We seek to explore the landscape of CG mappings and to investigate the thermodynamics of selecting maps. Accordingly, we define an energy function E(M)I(M) or E(M)=1Q(M) and perform MC simulations that sample maps according to a canonical distribution, PMeβEE(M), at a conjugate inverse temperature, βE. Starting from the block map, the simulations diffuse through mapping space by swapping atoms between pairs of CG sites, while ensuring that each site remains connected. Each move is accepted or rejected based upon a Metropolis criterion ensuring detailed balance (28). Given the maps sampled at a wide range of conjugate temperatures, we estimate densities of states that quantify the number of maps with a given information content, Ω(I), and spectral quality, Ω(Q).

Densities of States.

Fig. 2 presents the natural logarithm of the resulting density of states, lnΩ, for different degrees of coarsening, R. Since lnΩ exhibits pronounced peaks for each R, each resolution is characterized by a very large number of typical maps with a characteristic information content, I, and spectral quality, Q. As expected, the characteristic values for I and Q systematically decrease with increased coarsening, although they decrease less rapidly than might be naïvely expected. For instance, when each site represents two atoms, i.e., R=2, typical representations preserve ∼60% of the information and vibrational power present in the microscopic ensemble. Interestingly, lnΩ(I) is similarly narrow at each resolution R>2. In contrast, lnΩ(Q) becomes increasingly broad with coarsening. In particular, at a given resolution, there exist rare mappings that provide significantly higher spectral quality than typical maps.

Fig. 2.

Fig. 2.

Statistical analysis of mapping space. (A and B) The natural logarithm of the density of states, lnΩ, quantifying the number of maps, M, with given information content, I, or spectral quality, Q, for 2ERL at varying degrees of coarsening, R=n/N, indicated by the colors of the legend. The black crosses indicate I and Q for the block map at each resolution. (C and D) Box plots indicating the mean (widest bar), extrema (top and bottom bars), and the 25 and 75% quantiles (shaded box) characterizing these densities of states for 2ERL (black) and for three other small proteins.

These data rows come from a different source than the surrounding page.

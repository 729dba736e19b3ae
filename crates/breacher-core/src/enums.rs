//! Enumeration types used throughout the simulation.

use serde::{Deserialize, Serialize};

/// Faction an actor fights for.
#[derive(Debug, Clone, Copy, PartialEq, Eq, Hash, Serialize, Deserialize)]
pub enum Side {
    /// Player-controlled boarding crew.
    Crew,
    /// Defending enemy personnel.
    Enemy,
    /// Autonomous station machines, hostile to everyone else.
    Drone,
}

/// Actor life state.
#[derive(Debug, Clone, Copy, Default, PartialEq, Eq, Serialize, Deserialize)]
pub enum Condition {
    #[default]
    Alive,
    /// Incapacitated at 0 HP (crew only). Further damage kills.
    Down,
    Dead,
}

/// Height of a cover element, ordered from none to impassable sight block.
#[derive(Debug, Clone, Copy, Default, PartialEq, Eq, PartialOrd, Ord, Serialize, Deserialize)]
pub enum CoverHeight {
    #[default]
    None,
    Low,
    Half,
    High,
    /// Blocks the shot entirely; attacks through it are disallowed.
    Full,
}

/// Static terrain classification of a tile.
#[derive(Debug, Clone, Copy, Default, PartialEq, Eq, Serialize, Deserialize)]
pub enum TileKind {
    #[default]
    Floor,
    Wall,
    /// Hull breach / open space. Not walkable, does not block sight.
    Void,
    /// Walkable-adjacent cover element of the given height. Not walkable itself.
    Cover(CoverHeight),
    /// Doorway cell; passability follows the door interactable on it.
    Door,
}

/// Battle pacing phase, strictly monotonic over a mission.
#[derive(Debug, Clone, Copy, Default, PartialEq, Eq, PartialOrd, Ord, Serialize, Deserialize)]
pub enum BattlePhase {
    /// Deployment and initial spawn, before the first tick resolves.
    #[default]
    Setup,
    /// Quiet approach; nobody has fired and no alarm is up.
    Negotiation,
    /// First contact made; reinforcement waves begin arriving.
    Contact,
    /// Sustained assault phase.
    Pressure,
    /// Waves exhausted and resistance thinning.
    Resolution,
    /// Mission finished; the tick pipeline no longer runs.
    Complete,
}

/// Coarse mission lifecycle derived from [`BattlePhase`].
#[derive(Debug, Clone, Copy, Default, PartialEq, Eq, Serialize, Deserialize)]
pub enum MissionPhase {
    #[default]
    Setup,
    Active,
    Complete,
}

/// Per-tile fog of war state, from the crew's point of view.
#[derive(Debug, Clone, Copy, Default, PartialEq, Eq, Serialize, Deserialize)]
pub enum Visibility {
    /// Never seen.
    #[default]
    Unknown,
    /// Seen earlier this mission, not currently in view.
    Revealed,
    /// In view of at least one living crew actor right now.
    Visible,
}

/// Individual enemy awareness of the crew.
#[derive(Debug, Clone, Copy, Default, PartialEq, Eq, Serialize, Deserialize)]
pub enum DetectionState {
    #[default]
    Idle,
    /// Has seen or heard the crew; holds a last-known position.
    Alerted,
}

/// Mission-wide enemy awareness. Latches on and never resets.
#[derive(Debug, Clone, Copy, Default, PartialEq, Eq, Serialize, Deserialize)]
pub enum AlarmState {
    #[default]
    Quiet,
    Alerted,
}

/// Enemy archetype category.
#[derive(Debug, Clone, Copy, PartialEq, Eq, Hash, Serialize, Deserialize)]
pub enum EnemyArchetype {
    /// Close-range rusher, charges the nearest crew member.
    Raider,
    /// Static defender, accurate at range, uses overwatch.
    Sentry,
    /// Slow weapon platform, suppresses from long range.
    Heavy,
    /// Station defense machine, hostile to crew and enemy alike.
    WarDrone,
}

/// How a resolved shot was initiated.
#[derive(Debug, Clone, Copy, PartialEq, Eq, Serialize, Deserialize)]
pub enum ShotKind {
    /// Deliberate fire from an attack order.
    Aimed,
    /// Automatic return fire at a remembered attacker.
    Defensive,
    /// Overwatch reaction fire at a mover.
    Reaction,
    /// Suppressive burst aimed at a target.
    Suppressive,
}

/// Timed status effect identifier.
#[derive(Debug, Clone, Copy, PartialEq, Eq, Hash, Serialize, Deserialize)]
pub enum EffectKind {
    /// Pinned by incoming fire: halved movement, heavy accuracy penalty.
    Suppressed,
    /// Cannot act at all until the effect expires.
    Stunned,
    /// Combat stimulant: faster movement and fire, sharper aim.
    Stimmed,
}

/// Mission objective progress.
#[derive(Debug, Clone, Copy, Default, PartialEq, Eq, Serialize, Deserialize)]
pub enum ObjectiveStatus {
    #[default]
    Pending,
    InProgress,
    Complete,
    Failed,
}

/// Terminal result of a mission.
#[derive(Debug, Clone, Copy, PartialEq, Eq, Serialize, Deserialize)]
pub enum MissionOutcome {
    /// All primary objectives complete.
    Victory,
    /// Entire crew dead or down.
    Defeat,
    /// Crew withdrew through an entry zone.
    Retreat,
    /// Mission ended externally before resolution.
    Abort,
}

/// Post-mission crew member status for the campaign layer.
#[derive(Debug, Clone, Copy, PartialEq, Eq, Serialize, Deserialize)]
pub enum CrewStatus {
    Alive,
    /// Survived below half health.
    Wounded,
    /// Went down during the mission; stabilized on extraction.
    Critical,
    Dead,
    /// Alive but left behind when the crew withdrew.
    Mia,
}

/// Lasting injury carried out of a mission.
#[derive(Debug, Clone, Copy, PartialEq, Eq, Serialize, Deserialize)]
pub enum Injury {
    /// Finished the mission below quarter health.
    FleshWound,
    /// Was downed during the mission.
    DeepWound,
}

impl Side {
    /// Every pairing of distinct sides is hostile; drones attack
    /// boarders and defenders alike.
    pub fn hostile_to(&self, other: Side) -> bool {
        *self != other
    }
}

impl BattlePhase {
    /// Coarse lifecycle bucket for external consumers.
    pub fn mission_phase(&self) -> MissionPhase {
        match self {
            BattlePhase::Setup => MissionPhase::Setup,
            BattlePhase::Complete => MissionPhase::Complete,
            _ => MissionPhase::Active,
        }
    }
}

impl EffectKind {
    /// Parse an effect name from ability data. Unknown names yield `None`
    /// and are ignored by the caster.
    pub fn from_name(name: &str) -> Option<EffectKind> {
        match name {
            "suppressed" => Some(EffectKind::Suppressed),
            "stunned" => Some(EffectKind::Stunned),
            "stimmed" => Some(EffectKind::Stimmed),
            _ => None,
        }
    }
}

Fig. 2 C and D present box plots summarizing these statistics as a function of resolution for 2ERL and three other small proteins. The I distributions are not only narrow but also almost identical for different proteins. Thus, the information content depends strongly upon resolution but appears relatively insensitive to the details of the mapping or the particular proteins. In contrast, the Q distributions are much broader, demonstrate greater protein dependence, and demonstrate long tails toward relatively high spectral quality. Certain proteins and certain resolutions appear particularly amenable for preserving the low-frequency motions of the microscopic model.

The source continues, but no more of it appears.